PROVIDED DATA Start Marker
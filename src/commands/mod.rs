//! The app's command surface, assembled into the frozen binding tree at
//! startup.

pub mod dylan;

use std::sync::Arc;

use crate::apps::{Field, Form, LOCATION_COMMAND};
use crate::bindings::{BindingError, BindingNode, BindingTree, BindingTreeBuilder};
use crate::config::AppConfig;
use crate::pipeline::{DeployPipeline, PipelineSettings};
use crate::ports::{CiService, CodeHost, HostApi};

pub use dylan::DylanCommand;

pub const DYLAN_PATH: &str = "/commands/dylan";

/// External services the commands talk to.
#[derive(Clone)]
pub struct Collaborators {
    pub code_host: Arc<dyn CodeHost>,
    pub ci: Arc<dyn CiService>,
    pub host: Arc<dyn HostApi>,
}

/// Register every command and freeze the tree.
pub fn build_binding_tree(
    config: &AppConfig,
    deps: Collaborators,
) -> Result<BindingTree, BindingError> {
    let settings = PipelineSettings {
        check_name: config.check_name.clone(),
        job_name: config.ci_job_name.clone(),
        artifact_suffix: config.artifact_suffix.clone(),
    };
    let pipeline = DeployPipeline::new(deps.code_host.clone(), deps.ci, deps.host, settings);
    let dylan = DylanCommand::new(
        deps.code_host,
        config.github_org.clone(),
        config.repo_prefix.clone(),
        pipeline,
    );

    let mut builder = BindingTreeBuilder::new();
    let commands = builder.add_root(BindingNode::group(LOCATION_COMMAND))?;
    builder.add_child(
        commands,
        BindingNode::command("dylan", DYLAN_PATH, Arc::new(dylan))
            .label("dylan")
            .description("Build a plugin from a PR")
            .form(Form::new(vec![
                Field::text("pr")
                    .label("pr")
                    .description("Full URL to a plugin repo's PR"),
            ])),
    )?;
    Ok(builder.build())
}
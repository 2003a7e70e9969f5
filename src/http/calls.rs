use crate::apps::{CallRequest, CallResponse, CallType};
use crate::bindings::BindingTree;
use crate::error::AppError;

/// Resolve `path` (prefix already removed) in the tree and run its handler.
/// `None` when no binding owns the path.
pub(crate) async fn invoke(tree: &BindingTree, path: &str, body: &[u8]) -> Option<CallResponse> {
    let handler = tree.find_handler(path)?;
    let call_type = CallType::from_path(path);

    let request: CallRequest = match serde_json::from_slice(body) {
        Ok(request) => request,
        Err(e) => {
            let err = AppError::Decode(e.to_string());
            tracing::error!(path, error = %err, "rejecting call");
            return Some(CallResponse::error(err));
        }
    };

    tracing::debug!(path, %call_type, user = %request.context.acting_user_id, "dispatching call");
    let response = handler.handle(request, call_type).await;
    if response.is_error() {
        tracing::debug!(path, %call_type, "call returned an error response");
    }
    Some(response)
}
PROVIDED DATA End Marker
WHAT NEEDS TO BE DONE:
Using the data above, reproduce every line exactly.

EXERCISE ANSWER:
filename src/commands/mod.rs
//! The app's command surface, assembled into the frozen binding tree at
//! startup.

pub mod dylan;

use std::sync::Arc;

use crate::apps::{Field, Form, LOCATION_COMMAND};
use crate::bindings::{BindingError, BindingNode, BindingTree, BindingTreeBuilder};
use crate::config::AppConfig;
use crate::pipeline::{DeployPipeline, PipelineSettings};
use crate::ports::{CiService, CodeHost, HostApi};

pub use dylan::DylanCommand;

pub const DYLAN_PATH: &str = "/commands/dylan";

/// External services the commands talk to.
#[derive(Clone)]
pub struct Collaborators {
    pub code_host: Arc<dyn CodeHost>,
    pub ci: Arc<dyn CiService>,
    pub host: Arc<dyn HostApi>,
}

/// Register every command and freeze the tree.
pub fn build_binding_tree(
    config: &AppConfig,
    deps: Collaborators,
) -> Result<BindingTree, BindingError> {
    let settings = PipelineSettings {
        check_name: config.check_name.clone(),
        job_name: config.ci_job_name.clone(),
        artifact_suffix: config.artifact_suffix.clone(),
    };
    let pipeline = DeployPipeline::new(deps.code_host.clone(), deps.ci, deps.host, settings);
    let dylan = DylanCommand::new(
        deps.code_host,
        config.github_org.clone(),
        config.repo_prefix.clone(),
        pipeline,
    );

    let mut builder = BindingTreeBuilder::new();
    let commands = builder.add_root(BindingNode::group(LOCATION_COMMAND))?;
    builder.add_child(
        commands,
        BindingNode::command("dylan", DYLAN_PATH, Arc::new(dylan))
            .label("dylan")
            .description("Build a plugin from a PR")
            .form(Form::new(vec![
                Field::text("pr")
                    .label("pr")
                    .description("Full URL to a plugin repo's PR"),
            ])),
    )?;
    Ok(builder.build())
}
repository 2003a7e70e9969f5
filename src/http/calls.rs
use crate::apps::{CallRequest, CallResponse, CallType};
use crate::bindings::BindingTree;
use crate::error::AppError;

/// Resolve `path` (prefix already removed) in the tree and run its handler.
/// `None` when no binding owns the path.
pub(crate) async fn invoke(tree: &BindingTree, path: &str, body: &[u8]) -> Option<CallResponse> {
    let handler = tree.find_handler(path)?;
    let call_type = CallType::from_path(path);

    let request: CallRequest = match serde_json::from_slice(body) {
        Ok(request) => request,
        Err(e) => {
            let err = AppError::Decode(e.to_string());
            tracing::error!(path, error = %err, "rejecting call");
            return Some(CallResponse::error(err));
        }
    };

    tracing::debug!(path, %call_type, user = %request.context.acting_user_id, "dispatching call");
    let response = handler.handle(request, call_type).await;
    if response.is_error() {
        tracing::debug!(path, %call_type, "call returned an error response");
    }
    Some(response)
}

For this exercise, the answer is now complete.